Sementara itu, Field Manager PHM Jambi Merang, Bambang Setijawan, dalam keterangan pers, Minggu (19/12), mengatakan, bukan hanya ada di Desa Cinta Bumi untuk tanggap api, PHE Jambi Merang hadir dengan salah satu program unggulan tanggung jawab sosial dan lingkungan (TJSL).
Menurutnya, keberhasilan di Desa Mendis dengan Desa Cinta Buminya juga sudah direplikasi di tempat lain, seperti sekolah plastik di Desa Sukajaya yang telah menerima Piala Adiwiyata dan akan berkompetisi lagi untuk meraih Adiwiyata tingkat provinsi. Ini merupakan kolaborasi dengan desa setempat juga.
Bambang mengatakan, hal ini terkait dengan visi PHE Jambi Merang yang berbasis pada inovasi sosial dan teknologi menuju masyarakat mandiri yang cinta bumi. Sekarang pengelolaan Desa Cinta Bumi Tanggap Api sudah mandiri dan sepenuhnya dikelola Desa Mendis, yang awalnya dikelola PHE Jambi Merang.
“Kami tentu juga tidak melupakan core bisnis, tidak kemudian mencurahkan semuanya hanya untuk masalah TJSL. Kami pun harus ingat mengenai peran kita dalam core bisnis PHE Jambi Merang sebagai produsen migas,” ungkapnya.

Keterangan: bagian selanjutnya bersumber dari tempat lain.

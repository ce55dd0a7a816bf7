//! External source interfaces
//!
//! A membership source (location index) and a value source (database) are
//! push-based: they call a listener until the returned [`SourceHandle`] is
//! released. Implementations may call listeners from any thread.

use crate::errors::SourceError;
use crate::types::{Key, Location};
use std::fmt;
use std::sync::Arc;

/// One event from a membership source.
#[derive(Debug, Clone, PartialEq)]
pub enum MembershipEvent {
    /// A key entered the query region
    KeyEntered {
        /// Member key
        key: Key,
        /// Location at entry
        location: Location,
    },
    /// A key left the query region
    KeyExited {
        /// Member key
        key: Key,
    },
    /// A key moved inside the query region
    KeyMoved {
        /// Member key
        key: Key,
        /// New location
        location: Location,
    },
    /// Initial load is complete
    Ready,
    /// The source failed; no further events follow
    Error(SourceError),
}

type EventFn = Arc<dyn Fn(MembershipEvent) + Send + Sync>;

/// Callback sink handed to a [`MembershipSource`].
#[derive(Clone)]
pub struct MembershipListener {
    on_event: EventFn,
}

impl MembershipListener {
    /// Listener receiving every event through one closure.
    pub fn new<F>(on_event: F) -> Self
    where
        F: Fn(MembershipEvent) + Send + Sync + 'static,
    {
        Self {
            on_event: Arc::new(on_event),
        }
    }

    /// Build a listener from per-event callbacks. Unset callbacks ignore
    /// their events.
    pub fn builder() -> MembershipListenerBuilder {
        MembershipListenerBuilder::default()
    }

    /// Deliver a raw event.
    pub fn send(&self, event: MembershipEvent) {
        (self.on_event)(event);
    }

    /// Deliver `KeyEntered`.
    pub fn on_key_entered(&self, key: impl Into<Key>, location: Location) {
        self.send(MembershipEvent::KeyEntered {
            key: key.into(),
            location,
        });
    }

    /// Deliver `KeyExited`.
    pub fn on_key_exited(&self, key: impl Into<Key>) {
        self.send(MembershipEvent::KeyExited { key: key.into() });
    }

    /// Deliver `KeyMoved`.
    pub fn on_key_moved(&self, key: impl Into<Key>, location: Location) {
        self.send(MembershipEvent::KeyMoved {
            key: key.into(),
            location,
        });
    }

    /// Deliver `Ready`.
    pub fn on_ready(&self) {
        self.send(MembershipEvent::Ready);
    }

    /// Deliver `Error`.
    pub fn on_error(&self, error: SourceError) {
        self.send(MembershipEvent::Error(error));
    }
}

impl fmt::Debug for MembershipListener {
    fn fmt(&self, f: &mut fmt::Formatter<'_>) -> fmt::Result {
        f.debug_struct("MembershipListener").finish_non_exhaustive()
    }
}

type KeyLocationFn = Box<dyn Fn(Key, Location) + Send + Sync>;
type KeyFn = Box<dyn Fn(Key) + Send + Sync>;
type ReadyFn = Box<dyn Fn() + Send + Sync>;
type ErrorFn = Box<dyn Fn(SourceError) + Send + Sync>;

/// Builder for a [`MembershipListener`] with one closure per event kind.
#[derive(Default)]
pub struct MembershipListenerBuilder {
    on_key_entered: Option<KeyLocationFn>,
    on_key_exited: Option<KeyFn>,
    on_key_moved: Option<KeyLocationFn>,
    on_ready: Option<ReadyFn>,
    on_error: Option<ErrorFn>,
}

impl MembershipListenerBuilder {
    /// Callback for keys entering the region.
    pub fn on_key_entered(mut self, f: impl Fn(Key, Location) + Send + Sync + 'static) -> Self {
        self.on_key_entered = Some(Box::new(f));
        self
    }

    /// Callback for keys leaving the region.
    pub fn on_key_exited(mut self, f: impl Fn(Key) + Send + Sync + 'static) -> Self {
        self.on_key_exited = Some(Box::new(f));
        self
    }

    /// Callback for keys moving inside the region.
    pub fn on_key_moved(mut self, f: impl Fn(Key, Location) + Send + Sync + 'static) -> Self {
        self.on_key_moved = Some(Box::new(f));
        self
    }

    /// Callback for the end of initial load.
    pub fn on_ready(mut self, f: impl Fn() + Send + Sync + 'static) -> Self {
        self.on_ready = Some(Box::new(f));
        self
    }

    /// Callback for source failure.
    pub fn on_error(mut self, f: impl Fn(SourceError) + Send + Sync + 'static) -> Self {
        self.on_error = Some(Box::new(f));
        self
    }

    /// Finish the listener.
    pub fn build(self) -> MembershipListener {
        MembershipListener::new(move |event| match event {
            MembershipEvent::KeyEntered { key, location } => {
                if let Some(f) = &self.on_key_entered {
                    f(key, location);
                }
            }
            MembershipEvent::KeyExited { key } => {
                if let Some(f) = &self.on_key_exited {
                    f(key);
                }
            }
            MembershipEvent::KeyMoved { key, location } => {
                if let Some(f) = &self.on_key_moved {
                    f(key, location);
                }
            }
            MembershipEvent::Ready => {
                if let Some(f) = &self.on_ready {
                    f();
                }
            }
            MembershipEvent::Error(error) => {
                if let Some(f) = &self.on_error {
                    f(error);
                }
            }
        })
    }
}

type ValueFn<V> = Arc<dyn Fn(Result<V, SourceError>) + Send + Sync>;

/// Callback sink handed to a [`ValueSource`].
pub struct ValueListener<V> {
    on_update: ValueFn<V>,
}

impl<V> Clone for ValueListener<V> {
    fn clone(&self) -> Self {
        Self {
            on_update: self.on_update.clone(),
        }
    }
}

impl<V: 'static> ValueListener<V> {
    /// Listener receiving values and errors through one closure.
    pub fn new<F>(on_update: F) -> Self
    where
        F: Fn(Result<V, SourceError>) + Send + Sync + 'static,
    {
        Self {
            on_update: Arc::new(on_update),
        }
    }

    /// Build a listener from separate value and error callbacks.
    pub fn builder() -> ValueListenerBuilder<V> {
        ValueListenerBuilder {
            on_value: None,
            on_error: None,
        }
    }

    /// Deliver a new value.
    pub fn on_value(&self, value: V) {
        (self.on_update)(Ok(value));
    }

    /// Deliver a terminal failure.
    pub fn on_error(&self, error: SourceError) {
        (self.on_update)(Err(error));
    }
}

impl<V> fmt::Debug for ValueListener<V> {
    fn fmt(&self, f: &mut fmt::Formatter<'_>) -> fmt::Result {
        f.debug_struct("ValueListener").finish_non_exhaustive()
    }
}

/// Builder for a [`ValueListener`].
pub struct ValueListenerBuilder<V> {
    on_value: Option<Box<dyn Fn(V) + Send + Sync>>,
    on_error: Option<ErrorFn>,
}

impl<V: 'static> ValueListenerBuilder<V> {
    /// Callback for new values.
    pub fn on_value(mut self, f: impl Fn(V) + Send + Sync + 'static) -> Self {
        self.on_value = Some(Box::new(f));
        self
    }

    /// Callback for source failure.
    pub fn on_error(mut self, f: impl Fn(SourceError) + Send + Sync + 'static) -> Self {
        self.on_error = Some(Box::new(f));
        self
    }

    /// Finish the listener.
    pub fn build(self) -> ValueListener<V> {
        ValueListener::new(move |update| match update {
            Ok(value) => {
                if let Some(f) = &self.on_value {
                    f(value);
                }
            }
            Err(error) => {
                if let Some(f) = &self.on_error {
                    f(error);
                }
            }
        })
    }
}

/// Registration returned by a source.
///
/// Releasing it stops further callbacks. `unsubscribe` runs the release at
/// most once; dropping the handle releases it too.
pub struct SourceHandle {
    release: Option<Box<dyn FnOnce() + Send>>,
}

impl SourceHandle {
    /// Handle running `release` on unsubscribe.
    pub fn new(release: impl FnOnce() + Send + 'static) -> Self {
        Self {
            release: Some(Box::new(release)),
        }
    }

    /// Handle with nothing to release.
    pub fn noop() -> Self {
        Self { release: None }
    }

    /// Whether the handle has not been released yet.
    pub fn is_active(&self) -> bool {
        self.release.is_some()
    }

    /// Release the registration. Later calls do nothing.
    pub fn unsubscribe(&mut self) {
        if let Some(release) = self.release.take() {
            release();
        }
    }
}

impl Drop for SourceHandle {
    fn drop(&mut self) {
        self.unsubscribe();
    }
}

impl fmt::Debug for SourceHandle {
    fn fmt(&self, f: &mut fmt::Formatter<'_>) -> fmt::Result {
        f.debug_struct("SourceHandle")
            .field("active", &self.is_active())
            .finish()
    }
}

/// Producer of enter/exit/move/ready/error events for one region query.
pub trait MembershipSource: Send + Sync {
    /// Register `listener` until the returned handle is released.
    fn subscribe(&self, listener: MembershipListener) -> Result<SourceHandle, SourceError>;
}

impl<S: MembershipSource + ?Sized> MembershipSource for Arc<S> {
    fn subscribe(&self, listener: MembershipListener) -> Result<SourceHandle, SourceError> {
        (**self).subscribe(listener)
    }
}

/// Producer of changing values at logical addresses.
pub trait ValueSource: Send + Sync {
    /// Value delivered for an address
    type Value: Send + 'static;

    /// Register `listener` for `address` until the returned handle is released.
    fn subscribe(
        &self,
        address: &ValueAddress,
        listener: ValueListener<Self::Value>,
    ) -> Result<SourceHandle, SourceError>;
}

impl<S: ValueSource + ?Sized> ValueSource for Arc<S> {
    type Value = S::Value;

    fn subscribe(
        &self,
        address: &ValueAddress,
        listener: ValueListener<Self::Value>,
    ) -> Result<SourceHandle, SourceError> {
        (**self).subscribe(address, listener)
    }
}

/// Logical address of a member's value, `"{prefix}/{key}"`.
#[derive(Debug, Clone, PartialEq, Eq, PartialOrd, Ord, Hash)]
pub struct ValueAddress(String);

impl ValueAddress {
    /// Address of `key` under `prefix`, or the bare key without a prefix.
    pub fn resolve(prefix: Option<&str>, key: &Key) -> Self {
        match prefix {
            Some(prefix) => Self(format!("{prefix}/{key}")),
            None => Self(key.as_str().to_owned()),
        }
    }

    /// The address as a path string.
    pub fn as_str(&self) -> &str {
        &self.0
    }
}

impl fmt::Display for ValueAddress {
    fn fmt(&self, f: &mut fmt::Formatter<'_>) -> fmt::Result {
        f.write_str(&self.0)
    }
}

impl From<&str> for ValueAddress {
    fn from(raw: &str) -> Self {
        Self(raw.to_owned())
    }
}

#[cfg(test)]
mod tests {
    use super::*;
    use std::sync::atomic::{AtomicUsize, Ordering};
    use std::sync::Mutex;

    #[test]
    fn test_builder_dispatches_per_event() {
        let entered = Arc::new(Mutex::new(Vec::new()));
        let ready = Arc::new(AtomicUsize::new(0));

        let listener = {
            let entered = entered.clone();
            let ready = ready.clone();
            MembershipListener::builder()
                .on_key_entered(move |key, location| {
                    entered.lock().unwrap().push((key, location));
                })
                .on_ready(move || {
                    ready.fetch_add(1, Ordering::SeqCst);
                })
                .build()
        };

        listener.on_key_entered("a", Location::new(1.0, 2.0));
        // No exit callback registered; must be ignored.
        listener.on_key_exited("a");
        listener.on_ready();

        assert_eq!(
            *entered.lock().unwrap(),
            vec![(Key::from("a"), Location::new(1.0, 2.0))]
        );
        assert_eq!(ready.load(Ordering::SeqCst), 1);
    }

    #[test]
    fn test_value_listener_builder() {
        let values = Arc::new(Mutex::new(Vec::new()));
        let errors = Arc::new(AtomicUsize::new(0));

        let listener = {
            let values = values.clone();
            let errors = errors.clone();
            ValueListener::<u32>::builder()
                .on_value(move |v| values.lock().unwrap().push(v))
                .on_error(move |_| {
                    errors.fetch_add(1, Ordering::SeqCst);
                })
                .build()
        };

        listener.on_value(1);
        listener.on_value(2);
        listener.on_error(SourceError::value("a", "gone"));

        assert_eq!(*values.lock().unwrap(), vec![1, 2]);
        assert_eq!(errors.load(Ordering::SeqCst), 1);
    }

    #[test]
    fn test_handle_releases_once() {
        let released = Arc::new(AtomicUsize::new(0));
        let mut handle = {
            let released = released.clone();
            SourceHandle::new(move || {
                released.fetch_add(1, Ordering::SeqCst);
            })
        };

        assert!(handle.is_active());
        handle.unsubscribe();
        handle.unsubscribe();
        drop(handle);

        assert_eq!(released.load(Ordering::SeqCst), 1);
    }

    #[test]
    fn test_handle_drop_releases() {
        let released = Arc::new(AtomicUsize::new(0));
        {
            let released = released.clone();
            let _handle = SourceHandle::new(move || {
                released.fetch_add(1, Ordering::SeqCst);
            });
        }
        assert_eq!(released.load(Ordering::SeqCst), 1);
    }

    #[test]
    fn test_address_resolution() {
        let key = Key::from("u1");
        assert_eq!(
            ValueAddress::resolve(Some("profiles"), &key).as_str(),
            "profiles/u1"
        );
        assert_eq!(ValueAddress::resolve(None, &key).as_str(), "u1");
    }
}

Menurut Bambang, program TJSL PHE Jambi Merang di Desa Mendis sudah dirintis sejak 2017. Awalnya terjadi penolakan dari Desa Mendis, khususnya apabila terjadi kebakaran. Saat itu, masyarakat yang akan membuka lahan untuk perkebunan pasti membakar hutan. “Dengan adanya Ketan Adem praktik seperti itu tidak ada lagi dan bisa diminimalkan,” katanya.
Bambang mengatakan, keunikan program Desa Cinta Bumi adalah memiliki unsur orisinil dan unik. Inovasi wisata dengan wahana baru menciptakan pasar wisata di desa dengan akses yang mudah dan murah, menciptakan lapangan pekerjaan dan UMKM, serta memberikan manfaat bagi kelompok rentan, seperti janda dan pengganguran.
“Pada 2021 ditambahkan lagi ada satu inovasi sosial yaitu membentuk organisasi baru untuk menangani masalah illegal tapping,” katanya.
Menurut Bambang, PHE Jambi Merang tidak hanya memproduksi migas tapi juga kondensat. Di sinilah peran dari Ketan Adem itu adalah untuk mencegah pencurian minyak.
Bersama pihak keamanan perusahaan, Ketan Adem mencegah terjadinya illegal taping yang berpotensi menimbulkan tumpahan dan mencemari kebun dan embung yang akan merugikan Desa Mendis.
“Bagi perusahaan ini bisa mencemari lingkungan. Apabila ada indikasi kebocoran maka tim ini bertugas menyisir adanya kebocoran itu. dengan adanya tim ini illegal tapping bisa dikurangi,” katanya.